Ideas: "the herb Massa currently budgets Viceroyalty of the Río de la Plata fate."
A leader of a country like Argentina needs more than the ability to muddle through speeches and propose the annihilation of his opponents to succeed. Her name was Patricia Bullrich, and she didn't make it beyond the primary election.
There is no way an unstable person like Javier Milei, who has promised to stop decades of benefits for the majority of people, leave the country broke, and sever ties with the key economic partners, could ever rise to the position of head of the national government. Sergio Tomás Massa, the country's acting Minister of Economy, has presided over average monthly inflation rates of above 10% during the last 12 months.
One of these two is literally a hair's breadth away from becoming president. Absurdity, history, disillusion, and, undoubtedly, terror, determined so. Citizenship's orphanhood, disappointment, and decline of its material potential culminated in August and October voting behaviour.
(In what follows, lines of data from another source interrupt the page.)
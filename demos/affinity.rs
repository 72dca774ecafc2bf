//! Tasks pinned to one worker stay on it and keep their enqueue order.

use fiber::Scheduler;

fn main() -> Result<(), fiber::SchedulerError> {
    fiber::logging::initialize();
    let mut scheduler = Scheduler::builder().workers(3).use_caller(false).name("affinity").build()?;
    scheduler.start()?;

    for i in 0..5 {
        scheduler.spawn_on(2, move || {
            println!("pinned task {i} on worker {}", fiber::scheduler::current_worker_id());
            fiber::scheduler::yield_now();
            println!("pinned task {i} back on worker {}", fiber::scheduler::current_worker_id());
        });
        scheduler.spawn(move || {
            println!("free task {i} on worker {}", fiber::scheduler::current_worker_id());
        });
    }
    scheduler.stop();

    Ok(())
}
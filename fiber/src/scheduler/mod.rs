//! M:N scheduler: fibers dispatched over a fixed pool of worker threads.
//!
//! Producers enqueue fibers or callbacks, optionally pinned to one worker.
//! Every worker runs the same dispatch loop: take the first task it may run,
//! resume it, and park on an idle fiber when there is nothing to do.
//!
//! In caller-participates mode the constructing thread counts as one of the
//! workers. Its dispatch loop runs on a dedicated scheduling fiber, which
//! `stop` resumes to drain the queue before joining everyone else.
//!
//! There is no preemption. A task that never yields keeps its worker.

mod idle;
mod task;
#[cfg(test)]
mod tests;

pub use task::{Callback, Task};

use std::any::Any;
use std::fmt;
use std::panic::{self, AssertUnwindSafe};
use std::sync::Arc;
use std::sync::atomic::{AtomicBool, AtomicUsize, Ordering};
use std::thread::{self, ThreadId};
use std::time::Duration;

use log::{debug, error, info, trace, warn};
use parking_lot::Mutex;

use crate::config::{DEFAULT_IDLE_INTERVAL, DEFAULT_SCHEDULER_NAME};
use crate::error::SchedulerError;
use crate::fiber::{self, Fiber, State};
use crate::runtime::{self, thread::WorkerThread};

use idle::Tickle;
use task::TaskQueue;

/// Numeric id of the calling thread within its scheduler.
/// The constructing thread, and any thread no scheduler spawned, is 0.
pub fn current_worker_id() -> usize {
    runtime::worker_id()
}

/// Re-enqueues the running task on this worker, then yields so that other
/// tasks get a turn.
///
/// # Panics
/// When called outside a task fiber.
pub fn yield_now() {
    let fiber = Fiber::current();
    assert!(!fiber.is_root(), "yield_now must be called from inside a task fiber");
    match Handle::current() {
        Some(handle) => handle.enqueue(fiber, Some(runtime::worker_id())),
        None => drop(fiber),
    }
    fiber::yield_now();
}

/// Runs `f` as the first task of a caller-participating scheduler with
/// `workers` threads (the calling thread included) and returns its result.
///
/// The calling thread serves as worker 0 while `f` runs. Once `f` returns the
/// scheduler stops: tasks queued by then still run, on the workers they are
/// pinned to, before this returns. A panic in `f` is re-raised here.
pub fn block_on<F, R>(workers: usize, name: &str, f: F) -> Result<R, SchedulerError>
where
    F: FnOnce() -> R + Send + 'static,
    R: Send + 'static,
{
    let mut scheduler = Scheduler::new(workers, true, name)?;
    let slot = Arc::new(Mutex::new(None));
    let out = Arc::clone(&slot);
    scheduler.spawn(move || {
        *out.lock() = Some(panic::catch_unwind(AssertUnwindSafe(f)));
        if let Some(shared) = runtime::scheduler() {
            shared.shutdown();
        }
    });
    scheduler.start()?;
    scheduler.run_caller();
    scheduler.stop();
    drop(scheduler);

    let result = slot.lock().take();
    match result {
        Some(Ok(value)) => Ok(value),
        Some(Err(payload)) => panic::resume_unwind(payload),
        None => Err(SchedulerError::Incomplete(name.to_string())),
    }
}

pub struct Builder {
    workers: usize,
    use_caller: bool,
    name: String,
    stack_size: usize,
    idle_interval: Duration,
}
Disjointed Milei replaced the "let these individuals all go" of a century ago that exploded in the streets of the picket line and in the institutions of a president per hour, until giving birth to a management born in Patagonia, Peronist, redistributive, and epic. That nearly 30 per cent of voters who backed him got the hell away from a liter of milk being impossible to buy to feed the children, watching the barbecue almost at the distance of a jewel, the lack of rights for so many young workers, and, even, salaries that do not reach even for those who work in white.
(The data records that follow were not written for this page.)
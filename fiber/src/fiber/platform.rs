//! Thin wrappers over the `context` crate: an owned stack and a saved context token.

use ::context::stack::ProtectedFixedSizeStack;
use ::context::{Context, Transfer};

use crate::error::FiberError;

/// A guard-paged stack owned by exactly one fiber.
pub(crate) struct FiberStack(ProtectedFixedSizeStack);

// SAFETY: the stack is plain mapped memory. It is only ever executed on by the
// thread that currently resumes its fiber, which the fiber state machine serializes.
unsafe impl Send for FiberStack {}
unsafe impl Sync for FiberStack {}

impl FiberStack {
    pub(crate) fn new(size: usize) -> Result<Self, FiberError> {
        ProtectedFixedSizeStack::new(size)
            .map(Self)
            .map_err(|cause| FiberError::StackAlloc { size, cause })
    }

    pub(crate) fn len(&self) -> usize {
        self.0.len()
    }

    pub(crate) fn bottom(&self) -> usize {
        self.0.bottom() as usize
    }
}

/// A suspended execution context. Resuming consumes it.
pub(crate) struct SavedContext(Context);

// SAFETY: a saved context is an opaque pointer into a fiber stack. It is moved
// between threads only while suspended and is resumed by one thread at a time.
unsafe impl Send for SavedContext {}

impl SavedContext {
    /// Binds `entry` to the top of `stack`. The entry runs on the first switch.
    pub(crate) fn bind(stack: &FiberStack, entry: extern "C" fn(Transfer) -> !) -> Self {
        Self(unsafe { Context::new(&stack.0, entry) })
    }

    pub(crate) fn from_raw(context: Context) -> Self {
        Self(context)
    }

    /// Switches into this context, handing it `data`.
    /// Returns once something switches back, with that side's context and data.
    ///
    /// # Safety
    /// The context must not have been resumed before, and the stack it lives on
    /// must outlive the switch.
    pub(crate) unsafe fn switch(self, data: usize) -> (SavedContext, usize) {
        let transfer = unsafe { self.0.resume(data) };
        (Self(transfer.context), transfer.data)
    }
}
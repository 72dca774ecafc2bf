//! Process-wide map from fiber id to a weak handle.
//! A running fiber is tracked by id only; this is how that id turns back into an `Arc`.

use std::sync::{Arc, Weak};

use once_cell::sync::Lazy;
use parking_lot::Mutex;
use rustc_hash::FxHashMap;

use super::{Fiber, FiberId};

static FIBERS: Lazy<Mutex<FxHashMap<FiberId, Weak<Fiber>>>> =
    Lazy::new(|| Mutex::new(FxHashMap::default()));

pub(super) fn register(fiber: &Arc<Fiber>) {
    let prev = FIBERS.lock().insert(fiber.id(), Arc::downgrade(fiber));
    assert!(prev.is_none(), "fiber {} registered twice", fiber.id());
}

pub(super) fn unregister(id: FiberId) {
    FIBERS.lock().remove(&id);
}

pub(super) fn lookup(id: FiberId) -> Option<Arc<Fiber>> {
    FIBERS.lock().get(&id).and_then(Weak::upgrade)
}

pub(super) fn len() -> usize {
    FIBERS.lock().len()
}
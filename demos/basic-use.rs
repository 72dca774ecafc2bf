use std::sync::Arc;
use std::sync::atomic::{AtomicUsize, Ordering};

use fiber::{Handle, scheduler};

#[fiber::main(workers = 4, name = "basic")]
fn main() {
    fiber::logging::initialize();
    let counter = Arc::new(AtomicUsize::new(0));
    let handle = Handle::current().expect("main runs inside a scheduler");
    for i in 0..10 {
        let c = counter.clone();
        handle.spawn(move || {
            for _ in 0..5 {
                let n = c.fetch_add(1, Ordering::SeqCst) + 1;
                println!("Task {} on worker {} incremented counter to {}", i, scheduler::current_worker_id(), n);
                scheduler::yield_now();
            }
        });
    }
    println!("Spawned 10 tasks from worker {}", scheduler::current_worker_id());
}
Two months later, the Peronist muscle, its proverbial neighbourhood militancy, the clear conscience of neighbours who got the vote one by one in neighbourhoods, churches, stores, transport queues... they decided to accompany the effort of Sergio Massa, who, despite wearing the most comfortable suit that a candidate can wear at this stage of the country, that of Minister of Economy of a calamitous administration, came out explaining that, in reality, he is not him, that he w He rose 9 points and was 7% ahead of the "anarcho-libertarian" candidate.
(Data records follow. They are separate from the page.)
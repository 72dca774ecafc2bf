//! Worker threads: an OS thread that knows its worker id before running anything.

use std::io;
use std::thread::{Builder, JoinHandle};

use log::error;

pub(crate) struct WorkerThread {
    id: usize,
    name: String,
    handle: Option<JoinHandle<()>>,
}

impl WorkerThread {
    /// Spawns a named thread that records `id` as its worker id, then runs `f`.
    pub(crate) fn spawn<F>(id: usize, name: String, f: F) -> io::Result<Self>
    where
        F: FnOnce() + Send + 'static,
    {
        let handle = Builder::new().name(name.clone()).spawn(move || {
            super::set_worker_id(id);
            f();
        })?;

        Ok(Self { id, name, handle: Some(handle) })
    }

    pub(crate) fn id(&self) -> usize {
        self.id
    }

    pub(crate) fn name(&self) -> &str {
        &self.name
    }

    /// Waits for the thread to finish. Joining twice is a no-op.
    pub(crate) fn join(&mut self) {
        if let Some(handle) = self.handle.take() {
            if handle.join().is_err() {
                error!("worker thread `{}` panicked", self.name);
            }
        }
    }
}

impl Drop for WorkerThread {
    fn drop(&mut self) {
        self.join();
    }
}
//! Error types.

use std::io;

use context::stack::StackError;

#[derive(Debug, thiserror::Error)]
pub enum FiberError {
    #[error("failed to allocate a {size}-byte fiber stack: {cause:?}")]
    StackAlloc { size: usize, cause: StackError },
}

#[derive(Debug, thiserror::Error)]
pub enum SchedulerError {
    #[error("a scheduler needs at least one worker")]
    InvalidWorkerCount,

    #[error("this thread already runs a caller-participating scheduler")]
    AlreadyBound,

    #[error("scheduler `{0}` is stopped")]
    Stopped(String),

    #[error("the main task of scheduler `{0}` did not run to completion")]
    Incomplete(String),

    #[error("failed to spawn a worker thread: {0}")]
    Spawn(#[from] io::Error),

    #[error(transparent)]
    Fiber(#[from] FiberError),
}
In case you haven't gotten the point yet, let's pretend this is the label for the people who want to see the state collapse so that big business can run the country by controlling the economy and the market, effectively stealing from the people of the country to enrich themselves and multinational corporations while also managing graveyards where the bodies of those that died will rest at harmony.
Toss the tortilla over.
Massa signalled to the chairman of the Budget Commission of Deputies that he invited this body to a session in an urgent way to design a plan for 2024 with 1% of fiscal surplus on the same night he was the most voted in the first round. Carlos Heller, the most ideologically consistent parliamentarian, proposed ending the financial norms of Martnez de Hoz, which 40 years of constitutionalism failed to demolish, and funding this feat in weak times by taking rent from powerful economic and financial groups through a progressive tributary structure. This should have made the listener's mouth water.
The ministerial candidate thinks that increasing employee perks is necessary if he is to accomplish his objective of 1%, rather than merely reviewing the state parties and making the usual modifications that hurt the majority. There is a wide variety of tax breaks available to the wealthy.
According to the explanations given to the Commission members, for instance, 2.34 percent of all privileges correspond to tax regulations and exceptions; 2.38 percent arise from digital platforms; 3.0 percent of GDP is resigned to the benefits of those who do not pay income tax; in basic Spanish, this would be judges. This "inequitable situation" extends to rural properties and centenaries of Argentines with properties on the outside.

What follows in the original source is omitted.